REDEMPTION AGREEMENT
Exhibit 10.74
THIS REDEMPTION AGREEMENT (“Agreement”) is made and entered into this 19th day of
February, 2008, by and between QUESTCOR PHARMACEUTICALS, INC., a California corporation
(“Company”) and SHIRE PHARMACEUTICALS, INC., a Delaware corporation
(“Shareholder”).
RECITALS
A. Shareholder holds of record 2,155,715 shares of the Series A Preferred Stock, no par value,
of the Company (the “Shares”), by way of corporate merger with Xxxxxxx Pharmaceuticals
Corporation, previous holder of the Shares.

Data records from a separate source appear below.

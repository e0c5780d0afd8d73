//! Parameter types for dealing and combination

use crate::{Error, Result, DEFAULT_KEY_SIZE, DEFAULT_PUBLIC_EXPONENT, MAX_SHARES, MIN_KEY_SIZE};
use serde::{Deserialize, Serialize};

/// Threshold parameters: any `k` of `l` shares can sign
#[derive(Debug, Clone, Copy, PartialEq, Eq, Serialize, Deserialize)]
pub struct ThresholdParams {
    k: usize,
    l: usize,
}

impl ThresholdParams {
    /// Create validated threshold parameters
    pub fn new(k: usize, l: usize) -> Result<Self> {
        if k < 1 {
            return Err(Error::InvalidParameter(
                "Threshold must be at least 1".into(),
            ));
        }
        if k > l {
            return Err(Error::InvalidParameter(format!(
                "Threshold {} cannot exceed number of shares {}",
                k, l
            )));
        }
        if l > MAX_SHARES {
            return Err(Error::InvalidParameter(format!(
                "Number of shares {} exceeds maximum {}",
                l, MAX_SHARES
            )));
        }

        Ok(Self { k, l })
    }

    /// Number of shares required to sign
    pub fn threshold(&self) -> usize {
        self.k
    }

    /// Total number of shares
    pub fn shares(&self) -> usize {
        self.l
    }
}

/// Dealer configuration
#[derive(Debug, Clone, Serialize, Deserialize)]
pub struct DealerConfig {
    /// Modulus size in bits
    pub key_size: usize,

    /// Public exponent, an odd prime
    pub public_exponent: u64,

    /// Candidate batches tried per safe prime before giving up
    pub max_prime_rounds: usize,

    /// Candidates drawn per batch
    pub prime_batch_size: usize,

    /// Miller-Rabin rounds per primality test
    pub miller_rabin_rounds: usize,
}

impl Default for DealerConfig {
    fn default() -> Self {
        Self {
            key_size: DEFAULT_KEY_SIZE,
            public_exponent: DEFAULT_PUBLIC_EXPONENT,
            max_prime_rounds: 20_000,
            prime_batch_size: 64,
            miller_rabin_rounds: 32,
        }
    }
}

impl DealerConfig {
    /// Default configuration with the given modulus size
    pub fn with_key_size(key_size: usize) -> Self {
        Self {
            key_size,
            ..Self::default()
        }
    }

    /// Check the configuration before any prime search starts
    pub fn validate(&self) -> Result<()> {
        if self.key_size < MIN_KEY_SIZE {
            return Err(Error::InvalidParameter(format!(
                "Key size {} is below the minimum of {} bits",
                self.key_size, MIN_KEY_SIZE
            )));
        }
        if self.public_exponent < 3
            || self.public_exponent > u64::from(u32::MAX)
            || self.public_exponent % 2 == 0
            || !crate::keygen::primes::is_small_prime(self.public_exponent)
        {
            return Err(Error::InvalidParameter(format!(
                "Public exponent {} must be an odd 32-bit prime",
                self.public_exponent
            )));
        }
        if self.max_prime_rounds == 0 || self.prime_batch_size == 0 {
            return Err(Error::InvalidParameter(
                "Prime search budget must be positive".into(),
            ));
        }
        if self.miller_rabin_rounds == 0 {
            return Err(Error::InvalidParameter(
                "At least one Miller-Rabin round is required".into(),
            ));
        }

        Ok(())
    }
}
//! Error types for threshold RSA operations

use thiserror::Error;

/// Result type alias for threshold RSA operations
pub type Result<T> = std::result::Result<T, Error>;

/// Errors that can occur during key generation, signing or combination
#[derive(Debug, Error)]
pub enum Error {
    /// Bad key size, threshold or exponent
    #[error("Invalid parameter: {0}")]
    InvalidParameter(String),

    /// Prime search exhausted its retry budget
    #[error("Key generation failed: {0}")]
    KeyGeneration(String),

    /// Fewer distinct signature shares than the threshold
    #[error("Insufficient shares: required {required}, got {actual}")]
    InsufficientShares { required: usize, actual: usize },

    /// Share index out of range or repeated
    #[error("Invalid share index {index}: {reason}")]
    InvalidIndex { index: usize, reason: &'static str },

    /// Wrapped key share failed to decode
    #[error("Malformed key share: {0}")]
    MalformedShare(String),

    /// Message could not be encoded for the modulus
    #[error("Encoding error: {0}")]
    Encoding(String),

    /// Signature did not verify under the group key
    #[error("Invalid signature")]
    InvalidSignature,
}

impl From<bincode::error::DecodeError> for Error {
    fn from(e: bincode::error::DecodeError) -> Self {
        Error::MalformedShare(e.to_string())
    }
}

impl From<bincode::error::EncodeError> for Error {
    fn from(e: bincode::error::EncodeError) -> Self {
        Error::Encoding(e.to_string())
    }
}
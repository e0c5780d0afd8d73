//! End-to-end tests for threshold RSA signing
//!
//! One 512-bit 6-of-13 dealing is shared by most tests; shares go through
//! wrap/unwrap before use, as they would when handed to participants.

use rand_chacha::ChaCha20Rng;
use rand_core::{RngCore, SeedableRng};
use rayon::prelude::*;
use rsa::Pkcs1v15Sign;
use sha2::{Digest, Sha256};
use std::sync::OnceLock;
use threshsig_core::{Dealer, Error, GroupKey, KeyShare, SigShare, ShareIndex, MIN_KEY_SIZE};

const K: usize = 6;
const L: usize = 13;

const S1: [ShareIndex; K] = [3, 5, 1, 2, 10, 7];
const S2: [ShareIndex; K] = [8, 9, 7, 6, 1, 12];

struct Fixture {
    group_key: GroupKey,
    shares: Vec<KeyShare>,
    message: Vec<u8>,
}

fn fixture() -> &'static Fixture {
    static FIXTURE: OnceLock<Fixture> = OnceLock::new();
    FIXTURE.get_or_init(|| {
        let _ = tracing_subscriber::fmt().with_test_writer().try_init();

        let mut rng = ChaCha20Rng::from_seed([0x5a; 32]);
        let mut dealer = Dealer::new(MIN_KEY_SIZE).unwrap();
        let group_key = dealer
            .generate_keys_with_rng(K, L, &mut rng)
            .unwrap()
            .clone();

        let shares = dealer
            .take_shares()
            .iter()
            .map(|share| KeyShare::unwrap(&share.wrap().unwrap()).unwrap())
            .collect();
        dealer.destroy();

        let mut message = vec![0u8; 1024];
        rng.fill_bytes(&mut message);

        Fixture {
            group_key,
            shares,
            message,
        }
    })
}

fn share(index: ShareIndex) -> &'static KeyShare {
    &fixture().shares[index - 1]
}

fn sign_with(indices: &[ShareIndex], message: &[u8]) -> Vec<SigShare> {
    indices
        .iter()
        .map(|&i| share(i).sign(message).unwrap())
        .collect()
}

#[test]
fn test_dealing_shape() {
    let fx = fixture();
    assert_eq!(fx.group_key.bits(), MIN_KEY_SIZE);
    assert_eq!(fx.shares.len(), L);
    for (pos, share) in fx.shares.iter().enumerate() {
        assert_eq!(share.index(), pos + 1);
        assert_eq!(share.group_key(), fx.group_key);
        assert!(share.check_verification_value());
    }
}

#[test]
fn test_first_subset_verifies() {
    let fx = fixture();
    let sigs = sign_with(&S1, &fx.message);
    let signature = SigShare::combine(&fx.message, &sigs, K, L, &fx.group_key).unwrap();

    assert_eq!(signature.len(), fx.group_key.size());
    fx.group_key.verify(&fx.message, &signature).unwrap();

    // Any standard verifier accepts it
    let public_key = fx.group_key.to_public_key().unwrap();
    let hashed = Sha256::digest(&fx.message);
    public_key
        .verify(Pkcs1v15Sign::new::<Sha256>(), &hashed, &signature)
        .unwrap();
}

#[test]
fn test_subsets_yield_identical_signature() {
    let fx = fixture();
    let first =
        SigShare::combine(&fx.message, &sign_with(&S1, &fx.message), K, L, &fx.group_key)
            .unwrap();
    let second =
        SigShare::combine(&fx.message, &sign_with(&S2, &fx.message), K, L, &fx.group_key)
            .unwrap();

    fx.group_key.verify(&fx.message, &second).unwrap();
    assert_eq!(first, second);
}

#[test]
fn test_extra_shares_are_ignored() {
    let fx = fixture();
    let mut indices = S2.to_vec();
    indices.extend([13, 4]);

    let signature =
        SigShare::combine(&fx.message, &sign_with(&indices, &fx.message), K, L, &fx.group_key)
            .unwrap();
    fx.group_key.verify(&fx.message, &signature).unwrap();
}

#[test]
fn test_signature_is_message_bound() {
    let fx = fixture();
    let other = b"a different message";
    let signature =
        SigShare::combine(other, &sign_with(&S1, other), K, L, &fx.group_key).unwrap();

    fx.group_key.verify(other, &signature).unwrap();
    assert!(matches!(
        fx.group_key.verify(&fx.message, &signature),
        Err(Error::InvalidSignature)
    ));
}

#[test]
fn test_corrupted_share_propagates() {
    // The combiner does not check shares: the bad one only shows up when the
    // result is verified
    let fx = fixture();
    let mut sigs = sign_with(&S2, &fx.message);
    sigs[3] = share(S2[3]).sign(b"corrupt data").unwrap();

    let signature = SigShare::combine(&fx.message, &sigs, K, L, &fx.group_key).unwrap();
    assert!(fx.group_key.verify(&fx.message, &signature).is_err());
}

#[test]
fn test_tampered_value_propagates() {
    let fx = fixture();
    let mut sigs = sign_with(&S1, &fx.message);
    let tampered = sigs[0].value() + 1u32;
    sigs[0] = SigShare::new(sigs[0].index(), tampered);

    let signature = SigShare::combine(&fx.message, &sigs, K, L, &fx.group_key).unwrap();
    assert!(fx.group_key.verify(&fx.message, &signature).is_err());
}

#[test]
fn test_below_threshold_rejected() {
    let fx = fixture();
    let sigs = sign_with(&S1[..K - 1], &fx.message);

    assert!(matches!(
        SigShare::combine(&fx.message, &sigs, K, L, &fx.group_key),
        Err(Error::InsufficientShares {
            required: K,
            actual: 5
        })
    ));
}

#[test]
fn test_bad_indices_rejected() {
    let fx = fixture();
    let mut sigs = sign_with(&S1, &fx.message);

    let mut out_of_range = sigs.clone();
    out_of_range[2] = SigShare::new(L + 1, sigs[2].value().clone());
    assert!(matches!(
        SigShare::combine(&fx.message, &out_of_range, K, L, &fx.group_key),
        Err(Error::InvalidIndex { index: 14, .. })
    ));

    sigs[4] = sigs[0].clone();
    assert!(matches!(
        SigShare::combine(&fx.message, &sigs, K, L, &fx.group_key),
        Err(Error::InvalidIndex { index: 3, .. })
    ));
}

#[test]
fn test_bad_parameters_rejected() {
    let fx = fixture();
    let sigs = sign_with(&S1, &fx.message);

    assert!(matches!(
        SigShare::combine(&fx.message, &sigs, 0, L, &fx.group_key),
        Err(Error::InvalidParameter(_))
    ));
    assert!(matches!(
        SigShare::combine(&fx.message, &sigs, L + 1, L, &fx.group_key),
        Err(Error::InvalidParameter(_))
    ));
}

#[test]
fn test_stored_group_key_combines() {
    let fx = fixture();
    let json = serde_json::to_string_pretty(&fx.group_key).unwrap();
    let restored: GroupKey = serde_json::from_str(&json).unwrap();

    let signature =
        SigShare::combine(&fx.message, &sign_with(&S1, &fx.message), K, L, &restored).unwrap();
    fx.group_key.verify(&fx.message, &signature).unwrap();

    // A zero modulus never reaches the combiner
    let zero_modulus = r#"{"modulus":[],"public_exponent":[65537]}"#;
    assert!(serde_json::from_str::<GroupKey>(zero_modulus).is_err());
    assert!(matches!(
        GroupKey::new(0u32.into(), 65_537u32.into()),
        Err(Error::InvalidParameter(_))
    ));
}

#[test]
fn test_unwrapped_share_signs_identically() {
    let fx = fixture();
    for share in &fx.shares {
        let restored = KeyShare::unwrap(&share.wrap().unwrap()).unwrap();
        assert_eq!(
            restored.sign(&fx.message).unwrap(),
            share.sign(&fx.message).unwrap()
        );
    }
}

#[test]
fn test_parallel_signing() {
    let fx = fixture();
    let parallel: Vec<SigShare> = S2
        .par_iter()
        .map(|&i| share(i).sign(&fx.message).unwrap())
        .collect();

    assert_eq!(parallel, sign_with(&S2, &fx.message));
    let signature = SigShare::combine(&fx.message, &parallel, K, L, &fx.group_key).unwrap();
    fx.group_key.verify(&fx.message, &signature).unwrap();
}

#[test]
fn test_seeded_dealing_is_deterministic() {
    let deal = |seed: [u8; 32]| {
        let mut dealer = Dealer::new(MIN_KEY_SIZE).unwrap();
        let mut rng = ChaCha20Rng::from_seed(seed);
        let group_key = dealer.generate_keys_with_rng(2, 3, &mut rng).unwrap().clone();
        let wrapped: Vec<Vec<u8>> = dealer
            .shares()
            .iter()
            .map(|s| s.wrap().unwrap())
            .collect();
        (group_key, wrapped)
    };

    let (key_a, shares_a) = deal([11u8; 32]);
    let (key_b, shares_b) = deal([11u8; 32]);
    let (key_c, _) = deal([12u8; 32]);

    assert_eq!(key_a, key_b);
    assert_eq!(shares_a, shares_b);
    assert_ne!(key_a, key_c);
}

#[test]
fn test_edge_thresholds() {
    let message = b"edge thresholds";
    let mut rng = ChaCha20Rng::from_seed([77u8; 32]);

    for (k, l, signers) in [(1, 3, vec![2]), (3, 3, vec![3, 1, 2])] {
        let mut dealer = Dealer::new(MIN_KEY_SIZE).unwrap();
        let group_key = dealer.generate_keys_with_rng(k, l, &mut rng).unwrap().clone();
        let shares = dealer.take_shares();

        let sigs: Vec<SigShare> = signers
            .iter()
            .map(|&i: &usize| shares[i - 1].sign(message).unwrap())
            .collect();
        let signature = SigShare::combine(message, &sigs, k, l, &group_key).unwrap();
        group_key.verify(message, &signature).unwrap();
    }
}
//! Signature combination by Lagrange interpolation in the exponent

use super::SigShareSet;
use crate::encoding::encode_message;
use crate::math::{bezout, factorial, lagrange_coefficient, pow_signed, to_fixed_be};
use crate::{Error, GroupKey, Result, SigShare, ThresholdParams};
use num_bigint::{BigInt, BigUint, Sign};
use num_traits::One;
use tracing::{debug, instrument};

impl SigShare {
    /// Combine k signature shares into a full RSA signature over `message`
    ///
    /// Returns the signature as big-endian bytes of the modulus length. Fails
    /// only on bad parameters or indices; a corrupted share produces a
    /// signature that does not verify.
    #[instrument(skip(message, shares, group_key), fields(count = shares.len()))]
    pub fn combine(
        message: &[u8],
        shares: &[SigShare],
        k: usize,
        l: usize,
        group_key: &GroupKey,
    ) -> Result<Vec<u8>> {
        let params = ThresholdParams::new(k, l)?;
        SigShareSet::new(shares, params)?.combine(message, group_key)
    }
}

impl SigShareSet {
    /// Interpolate the validated shares into a signature over `message`
    pub fn combine(&self, message: &[u8], group_key: &GroupKey) -> Result<Vec<u8>> {
        let n = group_key.modulus();
        let delta = factorial(self.params().shares());
        let indices = self.indices();
        debug!(indices = ?indices, group = %group_key.fingerprint(), "Combining signature shares");

        // w = ∏ x_j^{2·λ_j} = H^{4·Δ²·d}
        let mut w = BigUint::one();
        for (j, share) in self.shares().iter().enumerate() {
            let lambda = lagrange_coefficient(&indices, j, &delta);
            let term = pow_signed(share.value(), &(lambda * 2), n).ok_or_else(|| {
                Error::InvalidParameter(format!(
                    "Share {} is not a unit modulo n",
                    share.index()
                ))
            })?;
            w = w * term % n;
        }

        // w^e = H^{e'} with e' = 4·Δ²; a·e' + b·e = 1 gives y = w^a·H^b
        let h = encode_message(message, group_key.size())?;
        let e = BigInt::from_biguint(Sign::Plus, group_key.public_exponent().clone());
        let e_prime = BigInt::from_biguint(Sign::Plus, (&delta * &delta) << 2u32);
        let (g, a, b) = bezout(&e_prime, &e);
        if !g.is_one() {
            return Err(Error::InvalidParameter(format!(
                "Public exponent is not coprime to 4·({}!)²",
                self.params().shares()
            )));
        }

        let w_a = pow_signed(&w, &a, n).ok_or_else(|| {
            Error::InvalidParameter("Interpolated value is not a unit modulo n".into())
        })?;
        let h_b = pow_signed(&h, &b, n).ok_or_else(|| {
            Error::InvalidParameter("Message representative is not a unit modulo n".into())
        })?;
        let y = w_a * h_b % n;

        Ok(to_fixed_be(&y, group_key.size()))
    }
}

B. The Company desires to repurchase the Shares from Shareholder and Shareholder desires to
sell the Shares to the Company, for an aggregate repurchase consideration equal to U.S. $10,347,432
(the “Repurchase Price”) representing a per share price of U.S. $4.80, all on the terms set
forth in this Agreement.
NOW THEREFORE, for good and valuable consideration, the receipt and sufficiency of which are
hereby acknowledged, the parties hereby agree as follows:
AGREEMENT
1. Repurchase. Shareholder agrees to and does hereby sell, transfer and convey to the
Company the Shares, free and clear of all liens, claims and encumbrances, and the Company agrees to
and does hereby purchase the Shares. In consideration of the sale and transfer of the Shares, and
the waiver and termination of all rights, interests and obligations relating to or arising from
Shareholder’s ownership of the Shares, including any rights, interests and obligations under the
Company’s Articles of Incorporation, and any and all other agreements providing shareholder or
investor rights to which Shareholder is or may be deemed to be a party, and in full payment
therefor, the Company shall pay to Shareholder the Repurchase Price, all on the terms set forth in
this Agreement.
2. Deliveries. Concurrently with the purchase and sale contemplated by Section 1,
Shareholder shall deliver a duly executed stock power in the form of Exhibit A attached
hereto transferring the Shares to the Company, together with stock certificate A-2 representing the
Shares registered in the name of Shareholder for cancellation and return to the Company’s stock
record book. Against delivery by Shareholder of the executed stock power and the stock certificate
representing the Shares, the Company shall pay the Repurchase Price to Shareholder by wire transfer
in immediately available funds. Shareholder has provided the correct wire transfer instructions to
effect the wire transfer to the Company.
3. Representations, Warranties and Covenants of Shareholder. Shareholder hereby
represents, warrants and covenants to the Company as follows:
(a) Legal Power. Shareholder has the requisite legal power and authority to enter
into this Agreement, to deliver the Shares and to carry out and perform its obligations under the
terms of this Agreement, without obtaining the approval or consent of any other party or authority.
(b) Title to Shares. Shareholder owns the Shares free and clear of all liens,
charges, claims, encumbrances, security interests, equities, restrictions on transfer or other
defects in title of any kind or description and, upon delivery of the Shares and receipt of the
Repurchase Price therefor, Shareholder will convey to the Company valid and marketable title to the
Shares, free and clear of all liens, charges, claims, encumbrances, security interests, equities,
restrictions on transfer or other defects in title or description.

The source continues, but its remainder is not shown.